> Task prompt:
Instruction for the data below: set down exactly the lines from the line with "let at = raw.strip_prefix(STATUS_REPEALED_PREFIX)?;" to the line with "impl fmt::Display for", inclusive, and no others.
*** Opening Records provided ***
//! Three-way reconciliation for sources that publish an "active set" of documents.
//!
//! Given the previously known active identifiers `A` (checkpoint key
//! [`ACTIVE_SET_KEY`]) and the currently observed identifiers `B`:
//!
//! - `B \ A` is fetched, stored and marked NEW;
//! - `A \ B` is tombstoned (`status:<id>` becomes `repealed@<time>`), never deleted or refetched;
//! - `A ∩ B` is probed first and only fetched when the probe reports a change or
//!   cannot tell, then classified UPDATED or UNCHANGED by content hash.
//!
//! The active set and per-document checkpoints are flushed after every resolved
//! item, so an interrupted pass only repeats the items it had not finished.

use std::collections::BTreeSet;
use std::fmt;

use async_trait::async_trait;
use chrono::{DateTime, Utc};
use harvest_core::{item_id, UpsertDecision};
use serde::{Deserialize, Serialize};
use tracing::{debug, info};

use crate::context::{Checkpoints, ExecutionContext};
use crate::error::ItemError;

pub const ACTIVE_SET_KEY: &str = "active_set";

const STATUS_ACTIVE: &str = "active";
const STATUS_REPEALED_PREFIX: &str = "repealed@";

pub fn status_key(document_id: &str) -> String {
    format!("status:{document_id}")
}

pub fn last_checked_key(document_id: &str) -> String {
    format!("last_checked:{document_id}")
}

#[derive(Debug, Clone, Copy, PartialEq, Eq)]
pub enum ProbeOutcome {
    Unchanged,
    Changed,
    Inconclusive,
}

#[derive(Debug, Clone, PartialEq, Eq)]
pub struct FetchedDocument {
    pub content: String,
    pub extension: String,
}

impl FetchedDocument {
    pub fn new(content: impl Into<String>, extension: impl Into<String>) -> Self {
        Self {
            content: content.into(),
            extension: extension.into(),
        }
    }
}

/// Source-specific half of reconciliation.
#[async_trait]
pub trait ActiveSetSource: Send + Sync {
    /// Cheap change check for a retained document.
    async fn probe(
        &self,
        ctx: &ExecutionContext,
        document_id: &str,
        last_checked: Option<DateTime<Utc>>,
    ) -> Result<ProbeOutcome, ItemError>;

    async fn fetch_document(
        &self,
        ctx: &ExecutionContext,
        document_id: &str,
    ) -> Result<FetchedDocument, ItemError>;

    /// Downstream write for a NEW or UPDATED document, run before the fingerprint commit.
    async fn persist(
        &self,
        _ctx: &ExecutionContext,
        _document_id: &str,
        _document: &FetchedDocument,
        _decision: UpsertDecision,
    ) -> Result<(), ItemError> {
        Ok(())
    }

    async fn tombstone(
        &self,
        _ctx: &ExecutionContext,
        _document_id: &str,
        _removed_at: DateTime<Utc>,
    ) -> Result<(), ItemError> {
        Ok(())
    }

    /// Whether an empty observation may tombstone a non-empty active set.
    fn allow_empty_active_set(&self) -> bool {
        false
    }
}

#[derive(Debug, Clone, Default, PartialEq, Eq)]
pub struct ActiveSetDiff {
    pub new: BTreeSet<String>,
    pub removed: BTreeSet<String>,
    pub retained: BTreeSet<String>,
}

pub fn diff_active_sets(previous: &BTreeSet<String>, current: &BTreeSet<String>) -> ActiveSetDiff {
    ActiveSetDiff {
        new: current.difference(previous).cloned().collect(),
        removed: previous.difference(current).cloned().collect(),
        retained: previous.intersection(current).cloned().collect(),
    }
}

#[derive(Debug, Clone, Default, PartialEq, Eq, Serialize, Deserialize)]
pub struct ReconcileReport {
    pub new: usize,
    pub updated: usize,
    pub unchanged: usize,
    pub removed: usize,
    pub failed: usize,
    pub deferred: usize,
}

#[derive(Debug, Clone, PartialEq, Eq, Serialize, Deserialize)]
#[serde(tag = "status", rename_all = "snake_case")]
pub enum DocumentStatus {
    Active,
    Repealed { at: DateTime<Utc> },
}

impl DocumentStatus {
    pub fn is_active(&self) -> bool {
        matches!(self, Self::Active)
    }

    fn encode(&self) -> String {
        match self {
            Self::Active => STATUS_ACTIVE.to_string(),
            Self::Repealed { at } => format!("{STATUS_REPEALED_PREFIX}{}", at.to_rfc3339()),
        }
    }

    fn decode(raw: &str) -> Option<Self> {
        if raw == STATUS_ACTIVE {
            return Some(Self::Active);
        }
        let at = raw.strip_prefix(STATUS_REPEALED_PREFIX)?;
        DateTime::parse_from_rfc3339(at)
            .ok()
            .map(|at| Self::Repealed {
                at: at.with_timezone(&Utc),
            })
    }
}

impl fmt::Display for DocumentStatus {
    fn fmt(&self, f: &mut fmt::Formatter<'_>) -> fmt::Result {
        f.write_str(&self.encode())
    }
}

/// Status of a document ever seen by reconciliation; `None` if never seen.
pub async fn document_status(
    checkpoints: &Checkpoints,
    document_id: &str,
) -> Result<Option<DocumentStatus>, ItemError> {
    Ok(checkpoints
        .get(&status_key(document_id))
        .await?
        .and_then(|raw| DocumentStatus::decode(&raw)))
}

enum Work<'a> {
    New(&'a str),
    Retained(&'a str),
}

impl Work<'_> {
    fn id(&self) -> &str {
        match self {
            Work::New(id) | Work::Retained(id) => id,
        }
    }
}

pub async fn reconcile(
    ctx: &ExecutionContext,
    source: &dyn ActiveSetSource,
    current: &BTreeSet<String>,
) -> Result<ReconcileReport, ItemError> {
    let checkpoints = ctx.checkpoint();
    let previous = checkpoints.get_set(ACTIVE_SET_KEY).await?;
    if current.is_empty() && !previous.is_empty() && !source.allow_empty_active_set() {
        return Err(ItemError::parse(
            ctx.source(),
            format!(
                "observed an empty active set; refusing to tombstone {} known document(s)",
                previous.len()
            ),
        ));
    }
    let diff = diff_active_sets(&previous, current);
    info!(
        new = diff.new.len(),
        removed = diff.removed.len(),
        retained = diff.retained.len(),
        "reconciling active set"
    );

    let mut active = previous;
    let mut report = ReconcileReport::default();

    for document_id in &diff.removed {
        let removed_at = Utc::now();
        let outcome = async {
            source.tombstone(ctx, document_id, removed_at).await?;
            checkpoints
                .set(
                    &status_key(document_id),
                    &DocumentStatus::Repealed { at: removed_at }.encode(),
                )
                .await?;
            active.remove(document_id);
            checkpoints.set_set(ACTIVE_SET_KEY, &active).await
        }
        .await;
        match outcome {
            Ok(()) => {
                debug!(document_id, "tombstoned");
                report.removed += 1;
            }
            Err(err) => {
                ctx.fail_item(&err, document_id);
                report.failed += 1;
            }
        }
    }

    let queue: Vec<Work<'_>> = diff
        .new
        .iter()
        .map(|id| Work::New(id))
        .chain(diff.retained.iter().map(|id| Work::Retained(id)))
        .collect();

    for (position, work) in queue.iter().enumerate() {
        let document_id = work.id();
        ctx.mark_attempted();
        let result = match work {
            Work::New(id) => sync_new(ctx, source, id, &mut active).await,
            Work::Retained(id) => sync_retained(ctx, source, id).await,
        };
        match result {
            Ok(Some(UpsertDecision::New)) => {
                ctx.mark_new(1);
                report.new += 1;
            }
            Ok(Some(UpsertDecision::Updated)) => {
                ctx.mark_updated(1);
                report.updated += 1;
            }
            Ok(Some(UpsertDecision::Unchanged)) | Ok(None) => {
                ctx.mark_skipped();
                report.unchanged += 1;
            }
            Err(err) if err.is_rate_limited() => {
                // This item is already attempted; the rest of the queue is not.
                ctx.mark_skipped();
                let rest = queue.len() - position - 1;
                ctx.defer_remaining(rest as u64, document_id);
                report.deferred = rest + 1;
                break;
            }
            Err(err) => {
                ctx.fail_item(&err, document_id);
                report.failed += 1;
            }
        }
    }

    Ok(report)
}

async fn sync_new(
    ctx: &ExecutionContext,
    source: &dyn ActiveSetSource,
    document_id: &str,
    active: &mut BTreeSet<String>,
) -> Result<Option<UpsertDecision>, ItemError> {
    let checked_at = Utc::now();
    let document = source.fetch_document(ctx, document_id).await?;
    ctx.mark_fetched();
    store(ctx, source, document_id, &document).await?;

    let checkpoints = ctx.checkpoint();
    checkpoints
        .set(&status_key(document_id), &DocumentStatus::Active.encode())
        .await?;
    checkpoints
        .set_datetime(&last_checked_key(document_id), checked_at)
        .await?;
    active.insert(document_id.to_string());
    checkpoints.set_set(ACTIVE_SET_KEY, active).await?;

    // Membership decides: a reappearing document is new even if its content is known.
    Ok(Some(UpsertDecision::New))
}

async fn sync_retained(
    ctx: &ExecutionContext,
    source: &dyn ActiveSetSource,
    document_id: &str,
) -> Result<Option<UpsertDecision>, ItemError> {
    let checkpoints = ctx.checkpoint();
    let last_checked_key = last_checked_key(document_id);
    let last_checked = checkpoints.get_datetime(&last_checked_key).await?;
    let checked_at = Utc::now();

    let decision = match source.probe(ctx, document_id, last_checked).await? {
        ProbeOutcome::Unchanged => None,
        ProbeOutcome::Changed | ProbeOutcome::Inconclusive => {
            let document = source.fetch_document(ctx, document_id).await?;
            ctx.mark_fetched();
            match store(ctx, source, document_id, &document).await? {
                // Retained documents are never new; a missing fingerprint means it was lost.
                UpsertDecision::New => Some(UpsertDecision::Updated),
                decision => Some(decision),
            }
        }
    };

    checkpoints.set_datetime(&last_checked_key, checked_at).await?;
    Ok(decision)
}

async fn store(
    ctx: &ExecutionContext,
    source: &dyn ActiveSetSource,
    document_id: &str,
    document: &FetchedDocument,
) -> Result<UpsertDecision, ItemError> {
    let staged = ctx
        .stage_raw(&item_id(document_id), &document.content, &document.extension)
        .await?;
    if staged.decision.needs_write() {
        source
            .persist(ctx, document_id, document, staged.decision)
            .await?;
    }
    ctx.commit(staged).await
}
*** Closing Records provided ***
> Answer section:
        let at = raw.strip_prefix(STATUS_REPEALED_PREFIX)?;
        DateTime::parse_from_rfc3339(at)
            .ok()
            .map(|at| Self::Repealed {
                at: at.with_timezone(&Utc),
            })
    }
}

impl fmt::Display for DocumentStatus {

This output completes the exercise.